Politik

Abschiebungen am Münchner Flughafen. (Foto: dpa/Matthias Balk)

20.09.2024

Wenn der Rechtsstaat nur in eine Richtung funktioniert

Deutschland schafft es nicht, illegal eingereiste Migranten abzuschieben, nimmt aber bereitwillig anderen Ländern Dublin-Fälle ab

Viele EU-Staaten nehmen illegal eingereiste Flüchtlinge nicht zurück, obwohl sie dies müssten. Deutsche Behörden verhalten sich dagegen gesetzestreu und lassen sogenannte Dublin-Fälle anders als etwa Italien bereitwillig ins Land. Die Freien Wähler sprechen von einem „Skandal“.

Kaum ein Bündnis steht von seinem Selbstverständnis her so stark für die Solidarität von Staaten wie die Europäische Union. Doch mit dem fairen Miteinander zwischen den EU-Mitgliedern ist es nicht allzu weit her. Das zeigen Zahlen des Bundesamts für Migration und Flüchtlinge (BAMF) zu den sogenannten Dublin-Flüchtlingen, die der Staatszeitung vorliegen. Das Dubliner Übereinkommen sieht vor, dass der EU-Staat, der einen Asylbewerbenden registriert, für diesen verantwortlich ist. Doch während der Großteil der Staaten auf die Einhaltung des Abkommens pfeift, versuchen deutsche Behörden dieses offenbar noch immer gewissenhaft umzusetzen.

Im ersten Halbjahr erging in gut 36 800 Fällen laut BAMF ein Ersuchen an den eigentlich zuständigen EU-Staat, einen illegal eingereisten Dublin-Flüchtling zurückzunehmen.
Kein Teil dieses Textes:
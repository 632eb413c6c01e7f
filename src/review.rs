//! Review-level facts derived from already-fetched merge proposal data.

use anyhow::{Context, Result};
use chrono::NaiveDate;
use regex::Regex;

use crate::types::{CiStatus, MergeProposalComment};

/// CI verdict from the most recent comment mentioning one.
pub fn ci_status(comments: &[MergeProposalComment], passed: &str, failed: &str) -> CiStatus {
    for comment in comments.iter().rev() {
        if comment.message.contains(passed) {
            return CiStatus::Passing;
        } else if comment.message.contains(failed) {
            return CiStatus::Failing;
        }
    }
    CiStatus::Unknown
}

/// Jira ticket mentions (`<PREFIX>-<digits>`), upper-cased, first mention order,
/// without duplicates.
pub fn jira_tickets(texts: &[Option<&str>], prefixes: &[String]) -> Result<Vec<String>> {
    let patterns = prefixes
        .iter()
        .filter(|prefix| !prefix.trim().is_empty())
        .map(|prefix| {
            let pattern = format!(r"{}-\d+", regex::escape(&prefix.trim().to_uppercase()));
            Regex::new(&pattern).with_context(|| format!("Invalid Jira prefix: {prefix}"))
        })
        .collect::<Result<Vec<_>>>()?;

    let mut tickets: Vec<String> = Vec::new();
    for text in texts.iter().flatten() {
        let text = text.to_uppercase();
        for pattern in &patterns {
            for found in pattern.find_iter(&text) {
                if !tickets.iter().any(|t| t == found.as_str()) {
                    tickets.push(found.as_str().to_string());
                }
            }
        }
    }
    Ok(tickets)
}

/// Latest comment created on `date` (`MM/DD/YYYY`, compared in UTC).
pub fn latest_comment_on<'a>(
    comments: &'a [MergeProposalComment],
    date: &str,
) -> Result<Option<&'a MergeProposalComment>> {
    let target = NaiveDate::parse_from_str(date, "%m/%d/%Y")
        .with_context(|| format!("Invalid date {date:?}, expected MM/DD/YYYY"))?;

    Ok(comments
        .iter()
        .filter(|comment| comment.date_created.date_naive() == target)
        .max_by_key(|comment| comment.date_created))
}

/// Branch name from a git ref path (`refs/heads/feature/x` → `feature/x`).
pub fn branch_name(git_path: &str) -> String {
    git_path
        .strip_prefix("refs/heads/")
        .or_else(|| git_path.rsplit('/').next())
        .unwrap_or(git_path)
        .to_string()
}
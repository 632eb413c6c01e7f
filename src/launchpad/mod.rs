mod client;
mod merge_proposal;
pub mod url;

pub use client::{
    api_url, fetch_as, fetch_entries, Credentials, LaunchpadSession, ReviewService,
    DEFAULT_API_ROOT,
};
pub use merge_proposal::{
    fetch_comments, fetch_diff_text, fetch_inline_comments, fetch_me, fetch_merge_proposal,
    fetch_person_merge_proposals, fetch_preview_diffs, fetch_project_merge_proposals,
    fetch_votes, CommentEntry, InlineCommentEntry, LoadedVote, MergeProposalEntry, Person,
    PreviewDiffEntry,
};

#[cfg(test)]
pub(crate) use client::testing;
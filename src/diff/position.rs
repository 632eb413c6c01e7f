//! Absolute diff line → (file, post-change line, raw text).

use std::collections::{HashMap, HashSet};

use super::{scan, DiffLine};
use crate::error::DiffError;

/// Where an absolute diff line lands.
///
/// `path` and `line` are `None` for header lines (`diff --git`, `---`, `+++`,
/// `@@`, mode lines) and for indices past the end of the diff; `text` is `None`
/// only in the latter case.
#[derive(Debug, Clone, Copy, Default, PartialEq, Eq)]
pub struct LinePosition<'a> {
    pub path: Option<&'a str>,
    pub line: Option<u32>,
    pub text: Option<&'a str>,
}

impl<'a> LinePosition<'a> {
    fn of(line: &DiffLine<'a>) -> Self {
        if line.kind.is_content() {
            Self {
                path: line.path,
                line: line.file_line,
                text: Some(line.text),
            }
        } else {
            Self {
                path: None,
                line: None,
                text: Some(line.text),
            }
        }
    }

    /// Whether the position points into a file.
    pub fn is_anchored(&self) -> bool {
        self.line.is_some()
    }
}

/// Resolve a single 1-based absolute diff line.
///
/// The whole diff is scanned, so a malformed hunk header anywhere fails the
/// call even when it sits after `diff_line`.
pub fn resolve(diff: &str, diff_line: usize) -> Result<LinePosition<'_>, DiffError> {
    let mut found = resolve_many(diff, &[diff_line])?;
    Ok(found.remove(&diff_line).unwrap_or_default())
}

/// Resolve many 1-based absolute diff lines in a single pass.
///
/// Indices that do not exist in the diff (0, or past the last line) are absent
/// from the returned map.
pub fn resolve_many<'a>(
    diff: &'a str,
    diff_lines: &[usize],
) -> Result<HashMap<usize, LinePosition<'a>>, DiffError> {
    let wanted: HashSet<usize> = diff_lines.iter().copied().collect();
    let mut found = HashMap::with_capacity(wanted.len());

    for line in scan(diff) {
        let line = line?;
        let number = line.index + 1;
        if wanted.contains(&number) {
            found.insert(number, LinePosition::of(&line));
        }
    }

    Ok(found)
}

#[cfg(test)]
mod tests {
    use super::*;
    use crate::diff::LineKind;

    const TWO_FILES: &str = "diff --git a/src/lib.rs b/src/lib.rs
index 1111111..2222222 100644
--- a/src/lib.rs
+++ b/src/lib.rs
@@ -1,2 +1,3 @@
 pub mod app;
+pub mod config;
 pub mod ui;
diff --git a/src/app.rs b/src/app.rs
index 3333333..4444444 100644
--- a/src/app.rs
+++ b/src/app.rs
@@ -10,6 +10,5 @@
 struct App {
-    name: String,
-    title: String,
+    label: String,
     version: String,
 }

";

    fn line_of(diff: &str, index: usize) -> Option<u32> {
        resolve(diff, index).unwrap().line
    }

    #[test]
    fn test_added_line_is_hunk_start_plus_one() {
        let diff = "--- a/f.txt\n+++ b/f.txt\n@@ -1,3 +1,4 @@\n one\n+two\n three";
        let position = resolve(diff, 5).unwrap();
        assert_eq!(position.path, Some("f.txt"));
        assert_eq!(position.line, Some(2));
        assert_eq!(position.text, Some("+two"));
    }

    #[test]
    fn test_git_header_line_is_unanchored() {
        let position = resolve(TWO_FILES, 9).unwrap();
        assert_eq!(
            position,
            LinePosition {
                path: None,
                line: None,
                text: Some("diff --git a/src/app.rs b/src/app.rs"),
            }
        );
    }

    #[test]
    fn test_file_and_hunk_headers_are_unanchored() {
        for index in [2, 3, 4, 5, 12, 13] {
            let position = resolve(TWO_FILES, index).unwrap();
            assert!(!position.is_anchored(), "line {index} should be a header");
            assert!(position.text.is_some());
        }
    }

    #[test]
    fn test_out_of_range_is_null_triple() {
        let lines = TWO_FILES.split('\n').count();
        assert_eq!(resolve(TWO_FILES, lines + 1).unwrap(), LinePosition::default());
        assert_eq!(resolve(TWO_FILES, 0).unwrap(), LinePosition::default());
        assert_eq!(resolve("", 1).unwrap(), LinePosition::default());
    }

    #[test]
    fn test_second_file_lines() {
        assert_eq!(resolve(TWO_FILES, 14).unwrap().path, Some("src/app.rs"));
        assert_eq!(line_of(TWO_FILES, 14), Some(10));
        // removed lines point at the next surviving post-change line
        assert_eq!(line_of(TWO_FILES, 15), Some(11));
        assert_eq!(line_of(TWO_FILES, 16), Some(11));
        assert_eq!(line_of(TWO_FILES, 17), Some(11));
        assert_eq!(line_of(TWO_FILES, 18), Some(12));
        assert_eq!(line_of(TWO_FILES, 19), Some(13));
        // an empty line inside an open hunk counts as context
        assert_eq!(line_of(TWO_FILES, 20), Some(14));
    }

    #[test]
    fn test_context_lines_increase_monotonically() {
        let diff = "--- a/m.rs
+++ b/m.rs
@@ -3,8 +3,6 @@
 a
-b
-c
 d
+e
 f
-g
 h
 i";
        let context: Vec<u32> = scan(diff)
            .map(Result::unwrap)
            .filter(|line| line.kind == LineKind::Context)
            .map(|line| resolve(diff, line.index + 1).unwrap().line.unwrap())
            .collect();
        assert_eq!(context, vec![3, 4, 6, 7, 8]);
        assert!(context.windows(2).all(|pair| pair[0] < pair[1]));
    }

    #[test]
    fn test_removed_lines_advance_the_file_line() {
        let diff = "--- a/m.rs
+++ b/m.rs
@@ -10,4 +10,3 @@
-x
-y
+z
 w
 v";
        // removals take the post-change line of what follows them
        assert_eq!(line_of(diff, 4), Some(10));
        assert_eq!(line_of(diff, 5), Some(10));
        assert_eq!(line_of(diff, 6), Some(10));
        assert_eq!(line_of(diff, 7), Some(11));
        assert_eq!(line_of(diff, 8), Some(12));
    }

    #[test]
    fn test_new_file_starts_at_line_one() {
        let diff = "diff --git a/new.txt b/new.txt
new file mode 100644
--- /dev/null
+++ b/new.txt
@@ -0,0 +0,5 @@
+1
+2
+3
+4
+5";
        let position = resolve(diff, 6).unwrap();
        assert_eq!(position.path, Some("new.txt"));
        assert_eq!(position.line, Some(1));
        assert_eq!(line_of(diff, 10), Some(5));
    }

    #[test]
    fn test_resolve_many_matches_single_resolution() {
        let indices: Vec<usize> = (0..=25).collect();
        let batch = resolve_many(TWO_FILES, &indices).unwrap();
        for index in indices {
            let single = resolve(TWO_FILES, index).unwrap();
            assert_eq!(batch.get(&index).copied().unwrap_or_default(), single);
        }
    }

    #[test]
    fn test_malformed_header_after_target_still_fails() {
        let diff = "--- a/x\n+++ b/x\n@@ -1 +1 @@\n-a\n+b\n@@ -9,1 +x,1 @@\n c";
        let err = resolve(diff, 5).unwrap_err();
        assert_eq!(
            err,
            DiffError::MalformedHunkHeader {
                line: 6,
                text: "@@ -9,1 +x,1 @@".to_string(),
            }
        );
    }

    #[test]
    fn test_resolution_is_idempotent() {
        assert_eq!(resolve(TWO_FILES, 7).unwrap(), resolve(TWO_FILES, 7).unwrap());
    }
}
use thiserror::Error;

/// Failures raised while scanning unified diff text.
#[derive(Debug, Clone, PartialEq, Eq, Error)]
pub enum DiffError {
    /// A `@@` line whose ranges could not be parsed. `line` is the 1-based
    /// position of the offending line within the whole diff.
    #[error("malformed hunk header at diff line {line}: {text:?}")]
    MalformedHunkHeader { line: usize, text: String },
}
In etwa 21 300 Fällen wurde dem zugestimmt. Es erfolgte jedoch nur 3000 Mal eine tatsächliche Überstellung in den eigentlich zuständigen EU-Staat. In nur gut jedem zwölften Fall kam es demnach also tatsächlich zu einer Abschiebung.

Bittet allerdings ein anderer EU-Staat Deutschland um Hilfe, funktioniert die Überstellung verhältnismäßig gut: Dem BAMF zufolge gab es in den ersten sechs Monaten dieses Jahres rund 7500 Anfragen an Deutschland für Rücknahmen von illegal eingereisten Migranten. In fast 5100 Fällen stimmten deutsche Behörden zu, in knapp 2400 erfolgte eine Überstellung nach Deutschland, also in beinahe jedem dritten Fall. Ein krasses Missverhältnis, das in der Öffentlichkeit kaum bekannt ist.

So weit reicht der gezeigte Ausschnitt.